RE: The Watchmaker: my fav argument
March 6, 2021 at 12:16 pm
(This post was last modified: March 6, 2021 at 1:02 pm by Angrboda.)
(March 6, 2021 at 11:57 am)Klorophyll Wrote:(March 6, 2021 at 11:42 am)Angrboda Wrote: I can do that. Simple: not complex. You've got a scientific definition of complex, right? Let's hear it.
Clearly, you cannot. Simple can be defined scientifically. Elementary particles like quarks are simple, for example. Even protons and neutrons aren't simple in this sense, let alone molecules, or sand....
You asked if I could define simple scientifically. I did. Presuming you have a scientific definition of complex. So show us that. Otherwise, it doesn't matter. You're a bit dim, aren't you?
(March 6, 2021 at 11:55 am)John 6IX Breezy Wrote:(March 6, 2021 at 11:36 am)Angrboda Wrote: And that's called ignoratio elenchi.
If I argued that medical problems are issues of reduction, and I illustrated it with a paragraph on vision disorders, do you not think its relevant to cite the paper from which I pulled my descriptions of strabismus, amblyopia, and visual disorders? I consider this a lack of education on how references work.
You weren't illustrating anything but responding to a request for an example of irreducibility. This is pure revisionism. The concepts of dysfunctionality and irreducibility are distinct. You appear not to know what irreducibility is.

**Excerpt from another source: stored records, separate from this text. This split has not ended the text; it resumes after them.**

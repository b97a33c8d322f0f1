//! Error taxonomy and the kind-tagged error carrier.
//!
//! # Responsibilities
//! - Define the structured failures a handler or filter can raise
//! - Carry every failure through dispatch as a [`RouteError`] tagged with an
//!   explicit kind discriminant
//! - Feed the exception registry, which maps kinds to response handlers
//!
//! # Design Decisions
//! - Kinds are plain `&'static str` tags, not runtime type lookups; matching
//!   is an exact map lookup with an explicit fallback entry
//! - Errors are never recovered inside a handler; they propagate to the
//!   registry registered on the application router

use serde::Serialize;
use serde_json::{json, Value};
use thiserror::Error;

/// Raised when a typed body decode is attempted but no body text is available.
#[derive(Debug, Clone, Copy, Error)]
#[error("no request body available to decode")]
pub struct EmptyBodyError;

impl EmptyBodyError {
    /// Kind tag used for exception-registry lookup.
    pub const KIND: &'static str = "empty_body";
}

/// Raised when body text does not conform to the requested target shape.
#[derive(Debug, Error)]
#[error("cannot decode body into `{target}`: {source}")]
pub struct DeserializationError {
    /// The offending input text.
    pub text: String,
    /// Name of the target type the decode was attempted against.
    pub target: &'static str,
    #[source]
    pub source: serde_json::Error,
}

impl DeserializationError {
    pub const KIND: &'static str = "deserialization";
}

/// One failed validation or authorization check.
///
/// `path` attributes the rejection: a field path for shape checks, a token
/// name for authorization checks.
#[derive(Debug, Clone, PartialEq, Eq, Serialize)]
pub struct Rejection {
    pub reason: String,
    pub path: String,
}

impl Rejection {
    pub fn new(reason: impl Into<String>, path: impl Into<String>) -> Self {
        Self {
            reason: reason.into(),
            path: path.into(),
        }
    }
}

/// Accumulated rejections from a validation pass.
#[derive(Debug, Error)]
#[error("validation failed with {} rejection(s)", rejections.len())]
pub struct ValidationError {
    pub rejections: Vec<Rejection>,
}

impl ValidationError {
    pub const KIND: &'static str = "validation";
}

/// Rejections produced specifically by failed authorization checks.
///
/// `all` records which semantics produced the failure: `true` when every
/// listed token was required, `false` when any one of them would have done.
#[derive(Debug, Error)]
#[error("not authorized: {} token check failed with {} rejection(s)", if *all { "all-of" } else { "any-of" }, rejections.len())]
pub struct NotAuthorizedError {
    pub rejections: Vec<Rejection>,
    pub all: bool,
}

impl NotAuthorizedError {
    pub const KIND: &'static str = "not_authorized";
}

/// Uniform error carrier flowing out of route handlers and filters.
///
/// Every error is tagged with a `kind` used by the exception registry;
/// applications introduce their own kinds via [`RouteError::custom`].
#[derive(Debug, Error)]
#[error("{kind}: {message}")]
pub struct RouteError {
    kind: &'static str,
    message: String,
    detail: Option<Value>,
}

impl RouteError {
    /// Build an application-defined error with its own registry kind.
    pub fn custom(kind: &'static str, message: impl Into<String>) -> Self {
        Self {
            kind,
            message: message.into(),
            detail: None,
        }
    }

    /// Attach a structured detail payload, surfaced by the default
    /// exception handlers.
    pub fn with_detail(mut self, detail: Value) -> Self {
        self.detail = Some(detail);
        self
    }

    pub fn kind(&self) -> &'static str {
        self.kind
    }

    pub fn message(&self) -> &str {
        &self.message
    }

    pub fn detail(&self) -> Option<&Value> {
        self.detail.as_ref()
    }

    /// Default JSON body for this error, used by the built-in exception
    /// handlers.
    pub fn body(&self) -> Value {
        match &self.detail {
            Some(detail) => json!({ "error": self.message, "detail": detail }),
            None => json!({ "error": self.message }),
        }
    }
}

impl From<EmptyBodyError> for RouteError {
    fn from(err: EmptyBodyError) -> Self {
        Self {
            kind: EmptyBodyError::KIND,
            message: err.to_string(),
            detail: None,
        }
    }
}

impl From<DeserializationError> for RouteError {
    fn from(err: DeserializationError) -> Self {
        let detail = json!({ "target": err.target, "input": err.text });
        Self {
            kind: DeserializationError::KIND,
            message: err.to_string(),
            detail: Some(detail),
        }
    }
}

impl From<ValidationError> for RouteError {
    fn from(err: ValidationError) -> Self {
        let detail = json!({ "rejections": err.rejections });
        Self {
            kind: ValidationError::KIND,
            message: err.to_string(),
            detail: Some(detail),
        }
    }
}

impl From<NotAuthorizedError> for RouteError {
    fn from(err: NotAuthorizedError) -> Self {
        let detail = json!({ "all": err.all, "rejections": err.rejections });
        Self {
            kind: NotAuthorizedError::KIND,
            message: err.to_string(),
            detail: Some(detail),
        }
    }
}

What was asked by Nudger was whether the paper claimed that the eye is irreducibly complex. Your argument might support the notion, but the paper does not. Quoting the APA doesn't address the question. Earlier you were asked for an example of irreducibility. Nobody disputes that biological systems can fail. What was needed was support for irreducibility, not dysfunction. An example of dysfunction might be a case of irreducibility, but it might not. Either way, it is not itself irreducibility. Your example, and your reply to this being pointed out to you are both beside the point as neither demonstrate what was in dispute. Unless the paper says that this dysfunction illustrates irreducibility, your inference that it does belongs to you, not the paper. And that inference is incorrect. You seem to not understand the concept of context. At all.
I'm going to be charitable and simply invoke Hanlon's Razor here.
(For what it's worth, medical problems may illustrate that things cannot be reduced in certain ways. But irreducibility means cannot be reduced in any way. The former does not imply the latter, so your argument is a non sequitur.)